È arrivato per me il tempo di rompere il riserbo, di far entrare la cosa nel vivo: a fine gennaio 2025 uscirà per la casa editrice Alegre – nella collana Working Class diretta da Alberto Prunetti – il mio secondo romanzo: Risto-Reich. In verità la cosa fu anticipata qualche mese fa da Wu Ming 1, in nota all’articolo su Giap in cui annunciava l’uscita dell’ultimo titolo della collana Quinto Tipo.

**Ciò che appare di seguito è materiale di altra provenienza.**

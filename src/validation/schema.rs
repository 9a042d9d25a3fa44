//! Table-driven batch validation.
//!
//! Every accepted event is checked against a declarative field table
//! (name, expected JSON type, required). Problems are collected across
//! the whole batch so one rejection lists every offending field.

use std::fmt;

use serde_json::{Map, Value};
use thiserror::Error;

use super::event::LogEvent;

/// Expected JSON type for a field.
#[derive(Debug, Clone, Copy)]
pub enum FieldType {
    String,
    Number,
    StringArray,
    Object(&'static [FieldRule]),
}

impl FieldType {
    pub fn as_str(&self) -> &'static str {
        match self {
            FieldType::String => "string",
            FieldType::Number => "number",
            FieldType::StringArray => "array",
            FieldType::Object(_) => "object",
        }
    }
}

/// Validation rule for one field of an object.
#[derive(Debug, Clone, Copy)]
pub struct FieldRule {
    pub name: &'static str,
    pub field_type: FieldType,
    pub required: bool,
}

impl FieldRule {
    pub const fn required(name: &'static str, field_type: FieldType) -> Self {
        Self {
            name,
            field_type,
            required: true,
        }
    }

    pub const fn optional(name: &'static str, field_type: FieldType) -> Self {
        Self {
            name,
            field_type,
            required: false,
        }
    }
}

/// Fields of the nested `proxy` record.
pub const PROXY_FIELDS: &[FieldRule] = &[
    FieldRule::required("timestamp", FieldType::Number),
    FieldRule::required("method", FieldType::String),
    FieldRule::required("host", FieldType::String),
    FieldRule::required("path", FieldType::String),
    FieldRule::required("userAgent", FieldType::StringArray),
    FieldRule::required("region", FieldType::String),
    FieldRule::optional("referer", FieldType::String),
    FieldRule::optional("statusCode", FieldType::Number),
    FieldRule::optional("clientIp", FieldType::String),
    FieldRule::optional("scheme", FieldType::String),
    FieldRule::optional("responseByteSize", FieldType::Number),
    FieldRule::optional("cacheId", FieldType::String),
    FieldRule::optional("pathType", FieldType::String),
    FieldRule::optional("pathTypeVariant", FieldType::String),
    FieldRule::optional("vercelId", FieldType::String),
    FieldRule::optional("vercelCache", FieldType::String),
    FieldRule::optional("lambdaRegion", FieldType::String),
    FieldRule::optional("wafAction", FieldType::String),
    FieldRule::optional("wafRuleId", FieldType::String),
];

/// Fields of one log event.
pub const LOG_EVENT_FIELDS: &[FieldRule] = &[
    FieldRule::required("id", FieldType::String),
    FieldRule::required("deploymentId", FieldType::String),
    FieldRule::required("source", FieldType::String),
    FieldRule::required("host", FieldType::String),
    FieldRule::required("timestamp", FieldType::Number),
    FieldRule::required("projectId", FieldType::String),
    FieldRule::optional("level", FieldType::String),
    FieldRule::optional("message", FieldType::String),
    FieldRule::optional("buildId", FieldType::String),
    FieldRule::optional("entrypoint", FieldType::String),
    FieldRule::optional("destination", FieldType::String),
    FieldRule::optional("path", FieldType::String),
    FieldRule::optional("type", FieldType::String),
    FieldRule::optional("statusCode", FieldType::Number),
    FieldRule::optional("requestId", FieldType::String),
    FieldRule::optional("environment", FieldType::String),
    FieldRule::optional("branch", FieldType::String),
    FieldRule::optional("ja3Digest", FieldType::String),
    FieldRule::optional("ja4Digest", FieldType::String),
    FieldRule::optional("edgeType", FieldType::String),
    FieldRule::optional("projectName", FieldType::String),
    FieldRule::optional("executionRegion", FieldType::String),
    FieldRule::optional("traceId", FieldType::String),
    FieldRule::optional("spanId", FieldType::String),
    FieldRule::optional("proxy", FieldType::Object(PROXY_FIELDS)),
];

/// One offending field.
#[derive(Debug, Clone, PartialEq, Eq)]
pub struct ValidationIssue {
    /// Element-qualified path, e.g. `[0].proxy.method`.
    pub field: String,
    pub reason: String,
}

impl ValidationIssue {
    fn missing(field: String) -> Self {
        let reason = format!("{} is required", field);
        Self { field, reason }
    }

    fn wrong_type(field: String, expected: &str, received: &Value) -> Self {
        let reason = format!(
            "{}: expected {}, received {}",
            field,
            expected,
            json_type_name(received)
        );
        Self { field, reason }
    }
}

impl fmt::Display for ValidationIssue {
    fn fmt(&self, f: &mut fmt::Formatter<'_>) -> fmt::Result {
        f.write_str(&self.reason)
    }
}

/// Why a batch was rejected.
#[derive(Debug, Clone, PartialEq, Eq, Error)]
pub enum ValidationFailure {
    #[error("expected an array of log events, received {found}")]
    NotAnArray { found: &'static str },

    #[error("{}", join_issues(.issues))]
    SchemaViolation { issues: Vec<ValidationIssue> },
}

impl ValidationFailure {
    /// Single caller-facing message covering every issue.
    pub fn message(&self) -> String {
        self.to_string()
    }

    pub fn issues(&self) -> &[ValidationIssue] {
        match self {
            ValidationFailure::NotAnArray { .. } => &[],
            ValidationFailure::SchemaViolation { issues } => issues,
        }
    }
}

fn join_issues(issues: &[ValidationIssue]) -> String {
    issues
        .iter()
        .map(|issue| issue.reason.as_str())
        .collect::<Vec<_>>()
        .join(", ")
}

/// Validate a decoded request body as a batch of log events.
///
/// Either every element passes and the typed batch is returned, or the
/// batch is rejected with all issues found.
pub fn validate_batch(input: &Value) -> Result<Vec<LogEvent>, ValidationFailure> {
    let elements = input.as_array().ok_or(ValidationFailure::NotAnArray {
        found: json_type_name(input),
    })?;

    let mut issues = Vec::new();
    for (index, element) in elements.iter().enumerate() {
        check_value(element, LOG_EVENT_FIELDS, &format!("[{}]", index), &mut issues);
    }

    if !issues.is_empty() {
        log::debug!("SCHEMA_VIOLATIONS count={}", issues.len());
        return Err(ValidationFailure::SchemaViolation { issues });
    }

    elements
        .iter()
        .enumerate()
        .map(|(index, element)| {
            serde_json::from_value::<LogEvent>(element.clone()).map_err(|e| {
                ValidationFailure::SchemaViolation {
                    issues: vec![ValidationIssue {
                        field: format!("[{}]", index),
                        reason: format!("[{}]: {}", index, e),
                    }],
                }
            })
        })
        .collect()
}

/// Check that `value` is an object satisfying `rules`.
fn check_value(value: &Value, rules: &[FieldRule], path: &str, issues: &mut Vec<ValidationIssue>) {
    match value {
        Value::Object(obj) => check_object(obj, rules, path, issues),
        other => issues.push(ValidationIssue::wrong_type(path.to_string(), "object", other)),
    }
}

fn check_object(
    obj: &Map<String, Value>,
    rules: &[FieldRule],
    path: &str,
    issues: &mut Vec<ValidationIssue>,
) {
    for rule in rules {
        let field_path = format!("{}.{}", path, rule.name);
        match obj.get(rule.name) {
            None if rule.required => issues.push(ValidationIssue::missing(field_path)),
            None => {}
            Some(value) => check_field(value, rule.field_type, field_path, issues),
        }
    }
}

fn check_field(
    value: &Value,
    field_type: FieldType,
    field_path: String,
    issues: &mut Vec<ValidationIssue>,
) {
    match (field_type, value) {
        (FieldType::String, Value::String(_)) | (FieldType::Number, Value::Number(_)) => {}
        (FieldType::StringArray, Value::Array(items)) => {
            for (i, item) in items.iter().enumerate() {
                if !item.is_string() {
                    issues.push(ValidationIssue::wrong_type(
                        format!("{}[{}]", field_path, i),
                        "string",
                        item,
                    ));
                }
            }
        }
        (FieldType::Object(sub_rules), Value::Object(obj)) => {
            check_object(obj, sub_rules, &field_path, issues)
        }
        (expected, other) => {
            issues.push(ValidationIssue::wrong_type(field_path, expected.as_str(), other))
        }
    }
}

/// JSON type name used in issue messages.
pub fn json_type_name(value: &Value) -> &'static str {
    match value {
        Value::Null => "null",
        Value::Bool(_) => "boolean",
        Value::Number(_) => "number",
        Value::String(_) => "string",
        Value::Array(_) => "array",
        Value::Object(_) => "object",
    }
}

#[cfg(test)]
mod tests {
    use super::*;
    use proptest::prelude::*;
    use serde_json::json;

    fn valid_event(id: &str) -> Value {
        json!({
            "id": id,
            "deploymentId": "dpl_1",
            "source": "lambda",
            "host": "app.example.com",
            "timestamp": 1700000000,
            "projectId": "prj_1",
            "level": "warn"
        })
    }

    #[test]
    fn test_valid_batch() {
        let batch = json!([valid_event("1"), valid_event("2")]);
        let events = validate_batch(&batch).unwrap();
        assert_eq!(events.len(), 2);
        assert_eq!(events[1].id, "2");
        assert_eq!(events[0].level.as_deref(), Some("warn"));
    }

    #[test]
    fn test_empty_array_is_an_empty_batch() {
        assert_eq!(validate_batch(&json!([])).unwrap().len(), 0);
    }

    #[test]
    fn test_not_an_array() {
        let err = validate_batch(&json!({"id": "1"})).unwrap_err();
        assert_eq!(err, ValidationFailure::NotAnArray { found: "object" });
        assert!(err.issues().is_empty());
    }

    #[test]
    fn test_missing_required_fields_are_all_listed() {
        let err = validate_batch(&json!([{"id": "1"}])).unwrap_err();
        let fields: Vec<&str> = err.issues().iter().map(|i| i.field.as_str()).collect();
        assert_eq!(
            fields,
            vec![
                "[0].deploymentId",
                "[0].source",
                "[0].host",
                "[0].timestamp",
                "[0].projectId"
            ]
        );
        assert_eq!(
            err.message(),
            "[0].deploymentId is required, [0].source is required, [0].host is required, \
             [0].timestamp is required, [0].projectId is required"
        );
    }

    #[test]
    fn test_no_coercion() {
        let mut event = valid_event("1");
        event["timestamp"] = json!("1700000000");
        let err = validate_batch(&json!([event])).unwrap_err();
        assert_eq!(err.issues().len(), 1);
        assert_eq!(
            err.issues()[0].reason,
            "[0].timestamp: expected number, received string"
        );
    }

    #[test]
    fn test_null_is_a_type_error() {
        let mut event = valid_event("1");
        event["message"] = Value::Null;
        let err = validate_batch(&json!([event])).unwrap_err();
        assert_eq!(err.issues()[0].field, "[0].message");
    }

    #[test]
    fn test_one_bad_element_rejects_the_batch() {
        let batch = json!([valid_event("1"), valid_event("2"), 42]);
        let err = validate_batch(&batch).unwrap_err();
        assert_eq!(err.issues().len(), 1);
        assert_eq!(err.issues()[0].reason, "[2]: expected object, received number");
    }

    #[test]
    fn test_nested_proxy_shape() {
        let mut event = valid_event("1");
        event["proxy"] = json!({
            "timestamp": 1,
            "method": "GET",
            "host": "h",
            "userAgent": ["ok", 7],
            "region": "iad1"
        });
        let err = validate_batch(&json!([event])).unwrap_err();
        let fields: Vec<&str> = err.issues().iter().map(|i| i.field.as_str()).collect();
        assert_eq!(fields, vec!["[0].proxy.path", "[0].proxy.userAgent[1]"]);
    }

    #[test]
    fn test_unknown_fields_are_dropped() {
        let mut event = valid_event("1");
        event["extra"] = json!({"anything": true});
        let events = validate_batch(&json!([event])).unwrap();
        let canonical = serde_json::to_value(&events[0]).unwrap();
        assert!(canonical.get("extra").is_none());
    }

    fn non_array() -> impl Strategy<Value = Value> {
        prop_oneof![
            Just(Value::Null),
            any::<bool>().prop_map(Value::Bool),
            any::<i64>().prop_map(|n| json!(n)),
            ".*".prop_map(Value::String),
            ".*".prop_map(|s| json!({ "id": s })),
        ]
    }

    proptest! {
        #[test]
        fn prop_non_arrays_are_rejected(input in non_array()) {
            let is_not_an_array = matches!(
                validate_batch(&input),
                Err(ValidationFailure::NotAnArray { .. })
            );
            prop_assert!(is_not_an_array);
        }

        #[test]
        fn prop_valid_batches_keep_their_length(ids in proptest::collection::vec("[a-z0-9]{1,8}", 0..20)) {
            let batch = Value::Array(ids.iter().map(|id| valid_event(id)).collect());
            let events = validate_batch(&batch).unwrap();
            prop_assert_eq!(events.len(), ids.len());
        }

        #[test]
        fn prop_any_invalid_element_rejects_everything(
            len in 1usize..20,
            bad in any::<proptest::sample::Index>(),
            field in 0usize..6,
        ) {
            let bad = bad.index(len);
            let mut batch: Vec<Value> = (0..len).map(|i| valid_event(&i.to_string())).collect();
            let name = LOG_EVENT_FIELDS[field].name;
            batch[bad].as_object_mut().unwrap().remove(name);

            match validate_batch(&Value::Array(batch)) {
                Err(ValidationFailure::SchemaViolation { issues }) => {
                    prop_assert_eq!(issues.len(), 1);
                    prop_assert_eq!(&issues[0].field, &format!("[{}].{}", bad, name));
                }
                other => prop_assert!(false, "unexpected result: {:?}", other),
            }
        }
    }
}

Risto-Reich è ambientato a Vienna, città in cui vivo con la mia famiglia da un po‘ di anni, in cui ho iniziato a lavorare come cameriere/barista. Per scrivere il romanzo ho attinto alla mia esperienza, ma non solo. Molto devo ai racconti di colleghe e colleghi con cui ho lavorato a stretto contatto per montagne di ore ogni mese tra il 2016 e il 2020, così come molto devo alla lettura di romanzi, saggi, articoli e opere di non fiction che hanno fatto lavorare la mia fantasia e creare connessioni. Più in là pubblicherò una bibliografia ragionata.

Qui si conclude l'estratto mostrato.